The swift economic growth and the explosive expansion of the portable electronics market have led to a significant demand for clean and advanced energy storage and conversion technologies. In this study, we present the synthesis of simple, eco-friendly, and cost-effective nanocomposites comprising manganese oxide (MnO), graphene nanosheets naturally derived from onion peel (OP), and carbon dots (CDs) naturally derived from radish, referred as MnO/OP and MnO/CD, respectively. These nanocomposites were synthesized through a cost-effective and eco-friendly hydrothermal approach, employing kitchen waste-derived carbonaceous materials in alignment with green chemistry principles. Morphological characterization revealed that carbon particles were uniformly decorated on the MnO surface.
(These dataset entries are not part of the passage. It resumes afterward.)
use hashbrown::HashMap;
use itertools::Itertools;

use crate::{
    automaton::{Cell, Fa, EPSILON, TRAP},
    error::FaError,
};

impl Fa {
    /// Subset construction: an equivalent DFA over the epsilon-free
    /// alphabet.
    ///
    /// Subsets are keyed by the comma-joined sorted member names and
    /// interned as `q0, q1, …` in discovery order (left-to-right over the
    /// alphabet). An undefined move materializes the `@t` trap state, whose
    /// row loops on itself for every symbol.
    pub fn determinize(&self) -> Result<Fa, FaError> {
        let initial = self.require_state(&self.initial)?;

        let alphabet: Vec<String> = self
            .alphabet
            .iter()
            .filter(|s| s.as_str() != EPSILON)
            .cloned()
            .collect();
        let symbol_columns: Vec<usize> =
            self.alphabet.iter().positions(|s| s != EPSILON).collect();

        let start = self.epsilon_closure(&[initial]);
        let start_key = self.subset_key(&start);

        // subset key -> interned index, plus the discovery-ordered subsets
        let mut interned: HashMap<String, usize> = HashMap::new();
        let mut subsets: Vec<Vec<usize>> = Vec::new();
        interned.insert(start_key, 0);
        subsets.push(start);

        // rows reference subset keys until every subset is interned
        let mut rows: Vec<Vec<Cell>> = Vec::new();
        let mut needs_trap = false;

        let mut cursor = 0;
        while cursor < subsets.len() {
            let subset = subsets[cursor].clone();
            let mut row = Vec::with_capacity(symbol_columns.len());

            for &column in &symbol_columns {
                let mut moved: Vec<usize> = Vec::new();
                for &state in &subset {
                    for target in self.cell(state, column).targets() {
                        let index = self.require_state(target)?;
                        if !moved.contains(&index) {
                            moved.push(index);
                        }
                    }
                }

                let next = self.epsilon_closure(&moved);
                if next.is_empty() {
                    needs_trap = true;
                    row.push(Cell::Trap);
                    continue;
                }

                let key = self.subset_key(&next);
                if !interned.contains_key(&key) {
                    interned.insert(key.clone(), subsets.len());
                    subsets.push(next);
                }
                row.push(Cell::To(key));
            }

            rows.push(row);
            cursor += 1;
        }

        let mut states: Vec<String> = (0..subsets.len()).map(|i| format!("q{}", i)).collect();
        let mut transitions: Vec<Vec<Cell>> = rows
            .into_iter()
            .map(|row| {
                row.into_iter()
                    .map(|cell| match cell {
                        Cell::To(key) => Cell::To(format!("q{}", interned[&key])),
                        other => other,
                    })
                    .collect()
            })
            .collect();

        if needs_trap {
            states.push(TRAP.to_string());
            transitions.push(vec![Cell::Trap; alphabet.len()]);
        }

        let acceptance = subsets
            .iter()
            .enumerate()
            .filter(|(_, subset)| {
                subset
                    .iter()
                    .any(|&state| self.is_accepting(&self.states[state]))
            })
            .map(|(i, _)| format!("q{}", i))
            .collect();

        Ok(Fa {
            alphabet,
            states,
            initial: "q0".to_string(),
            acceptance,
            transitions,
        })
    }

    /// Canonical key of a subset: member names, sorted, comma-joined.
    fn subset_key(&self, subset: &[usize]) -> String {
        subset
            .iter()
            .map(|&state| self.states[state].as_str())
            .sorted()
            .join(",")
    }
}
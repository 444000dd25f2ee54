use std::collections::VecDeque;

use hashbrown::{HashMap, HashSet};
use petgraph::{
    graph::{DiGraph, NodeIndex},
    visit::Bfs,
};

use crate::{
    automaton::{Cell, Fa, TRAP},
    error::FaError,
};

impl Fa {
    /// Hopcroft minimization with an accessibility pre-pass.
    ///
    /// The input must have no epsilon column and no transition sets.
    /// Missing edges are tolerated: they are routed into a synthetic trap
    /// for the refinement and stripped from the result again, so a total
    /// input yields a total output with at most as many states.
    pub fn minimize(&self) -> Result<Fa, FaError> {
        if self.epsilon_index().is_some() {
            return Err(FaError::InvalidAutomaton(
                "cannot minimize an automaton with epsilon transitions".to_string(),
            ));
        }

        let accessible = self.accessible()?;

        let n = accessible.states.len();
        let k = accessible.alphabet.len();

        // resolve every cell to a state index; the synthetic trap at index
        // `n` absorbs undefined moves and loops on itself
        let trap = n;
        let mut delta = vec![vec![trap; k]; n + 1];
        let mut uses_trap = false;

        for i in 0..n {
            for j in 0..k {
                match accessible.cell(i, j) {
                    Cell::Void => uses_trap = true,
                    Cell::Trap => match accessible.state_index(TRAP) {
                        Some(t) => delta[i][j] = t,
                        None => uses_trap = true,
                    },
                    Cell::To(name) => delta[i][j] = accessible.require_state(name)?,
                    Cell::ToMany(_) => {
                        return Err(FaError::InvalidAutomaton(
                            "cannot minimize a non-deterministic automaton".to_string(),
                        ))
                    }
                }
            }
        }

        let m = if uses_trap { n + 1 } else { n };
        let accepting: Vec<bool> = (0..m)
            .map(|i| i < n && accessible.is_accepting(&accessible.states[i]))
            .collect();

        let (blocks, block_of) = refine(&delta, &accepting, m, k);

        // deterministic block enumeration: by smallest member
        let mut order: Vec<usize> = (0..blocks.len()).collect();
        order.sort_by_key(|&b| blocks[b].iter().copied().min().unwrap_or(usize::MAX));

        let synthetic = if uses_trap { Some(trap) } else { None };

        let mut block_names: HashMap<usize, String> = HashMap::new();
        let mut kept: Vec<usize> = Vec::new();
        for &b in &order {
            if blocks[b].iter().all(|&s| Some(s) == synthetic) {
                continue;
            }
            block_names.insert(b, format!("q{}", kept.len()));
            kept.push(b);
        }

        let mut states = Vec::with_capacity(kept.len());
        let mut acceptance = Vec::new();
        let mut transitions = Vec::with_capacity(kept.len());

        for &b in &kept {
            let Some(representative) = blocks[b]
                .iter()
                .copied()
                .filter(|&s| Some(s) != synthetic)
                .min()
            else {
                continue;
            };

            let name = block_names[&b].clone();
            if accepting[representative] {
                acceptance.push(name.clone());
            }

            let mut row = Vec::with_capacity(k);
            for j in 0..k {
                let target_block = block_of[delta[representative][j]];
                match block_names.get(&target_block) {
                    Some(target) => row.push(Cell::To(target.clone())),
                    // edges into the synthetic trap block revert to `@v`
                    None => row.push(Cell::Void),
                }
            }

            states.push(name);
            transitions.push(row);
        }

        let initial_index = accessible.require_state(&accessible.initial)?;
        let initial = block_names
            .get(&block_of[initial_index])
            .cloned()
            .ok_or_else(|| FaError::NotFound("initial state has no block".to_string()))?;

        Ok(Fa {
            alphabet: accessible.alphabet,
            states,
            initial,
            acceptance,
            transitions,
        })
    }

    /// Restriction to the states reachable from `initial` by a forward BFS
    /// over the transition structure. Cell references that do not survive
    /// the filter are rewritten to `@v`.
    fn accessible(&self) -> Result<Fa, FaError> {
        let initial = self.require_state(&self.initial)?;

        let mut graph: DiGraph<usize, ()> = DiGraph::new();
        let nodes: Vec<NodeIndex> = (0..self.states.len()).map(|i| graph.add_node(i)).collect();

        for i in 0..self.states.len() {
            for j in 0..self.alphabet.len() {
                for target in self.cell(i, j).targets() {
                    if let Some(t) = self.state_index(target) {
                        graph.add_edge(nodes[i], nodes[t], ());
                    }
                }
            }
        }

        let mut reached: HashSet<usize> = HashSet::new();
        let mut bfs = Bfs::new(&graph, nodes[initial]);
        while let Some(node) = bfs.next(&graph) {
            reached.insert(graph[node]);
        }

        let keep: Vec<usize> = (0..self.states.len())
            .filter(|i| reached.contains(i))
            .collect();
        let kept_names: HashSet<&str> = keep.iter().map(|&i| self.states[i].as_str()).collect();

        let transitions = keep
            .iter()
            .map(|&i| {
                (0..self.alphabet.len())
                    .map(|j| {
                        let cell = self.cell(i, j);
                        match cell {
                            Cell::Void | Cell::Trap => cell.clone(),
                            _ => Cell::normalize(
                                cell.targets()
                                    .filter(|t| kept_names.contains(t))
                                    .map(str::to_string),
                            ),
                        }
                    })
                    .collect()
            })
            .collect();

        Ok(Fa {
            alphabet: self.alphabet.clone(),
            states: keep.iter().map(|&i| self.states[i].clone()).collect(),
            initial: self.initial.clone(),
            acceptance: self
                .acceptance
                .iter()
                .filter(|a| kept_names.contains(a.as_str()))
                .cloned()
                .collect(),
            transitions,
        })
    }
}

/// Hopcroft partition refinement over a total transition table.
///
/// Starts from the accepting/non-accepting split and repeatedly splits
/// blocks against the predecessors of a splitter block. A block that is
/// still queued is replaced by both halves; otherwise only the smaller half
/// is enqueued. Returns the final blocks and the block id of every state.
fn refine(
    delta: &[Vec<usize>],
    accepting: &[bool],
    m: usize,
    k: usize,
) -> (Vec<Vec<usize>>, Vec<usize>) {
    let mut blocks: Vec<Vec<usize>> = Vec::new();
    let mut block_of: Vec<usize> = vec![0; m];

    let non_accepting: Vec<usize> = (0..m).filter(|&s| !accepting[s]).collect();
    let accepting_states: Vec<usize> = (0..m).filter(|&s| accepting[s]).collect();
    for block in [non_accepting, accepting_states] {
        if !block.is_empty() {
            for &s in &block {
                block_of[s] = blocks.len();
            }
            blocks.push(block);
        }
    }

    // predecessors per symbol: preds[j][t] = { s | delta[s][j] == t }
    let mut preds: Vec<Vec<Vec<usize>>> = vec![vec![Vec::new(); m]; k];
    for s in 0..m {
        for j in 0..k {
            preds[j][delta[s][j]].push(s);
        }
    }

    let mut worklist: VecDeque<usize> = (0..blocks.len()).collect();
    let mut queued: Vec<bool> = vec![true; blocks.len()];

    while let Some(splitter) = worklist.pop_front() {
        queued[splitter] = false;
        let splitter_states: Vec<usize> = blocks[splitter].clone();

        for j in 0..k {
            let mut hits: HashMap<usize, Vec<usize>> = HashMap::new();
            for &target in &splitter_states {
                for &p in &preds[j][target] {
                    hits.entry(block_of[p]).or_default().push(p);
                }
            }

            let mut split_candidates: Vec<usize> = hits.keys().copied().collect();
            split_candidates.sort_unstable();

            for block in split_candidates {
                let mut inside = hits.remove(&block).unwrap_or_default();
                inside.sort_unstable();
                inside.dedup();
                if inside.len() == blocks[block].len() {
                    continue;
                }

                let inside_set: HashSet<usize> = inside.iter().copied().collect();
                let outside: Vec<usize> = blocks[block]
                    .iter()
                    .copied()
                    .filter(|s| !inside_set.contains(s))
                    .collect();

                let new_block = blocks.len();
                blocks[block] = inside;
                blocks.push(outside);
                for &s in &blocks[new_block] {
                    block_of[s] = new_block;
                }
                queued.push(false);

                if queued[block] {
                    worklist.push_back(new_block);
                    queued[new_block] = true;
                } else {
                    let smaller = if blocks[block].len() <= blocks[new_block].len() {
                        block
                    } else {
                        new_block
                    };
                    worklist.push_back(smaller);
                    queued[smaller] = true;
                }
            }
        }
    }

    (blocks, block_of)
}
Electrochemical studies, including cyclic voltammetry, galvanostatic charge–discharge, and electrochemical impedance spectroscopy were performed by using three electrode configurations. The results indicated that the MnO/CD nanocomposite exhibited highest capacitance of 812.8 Fg −1 in comparison to 412.8 Fg −1 capacitance of MnO/OP in 2 M H 2 SO 4 electrolyte solution at 1 Ag −1 current density. The outstanding supercapacitor performance of the nanocomposite is attributed to the synergistic combination of the high electrical conductivity of carbon dots (CDs) and the exceptional mechanical stability of MnO, which serves as a robust base within the matrix. This synergy offers a sustainable and cost-effective pathway for developing high-performance materials for energy storage applications.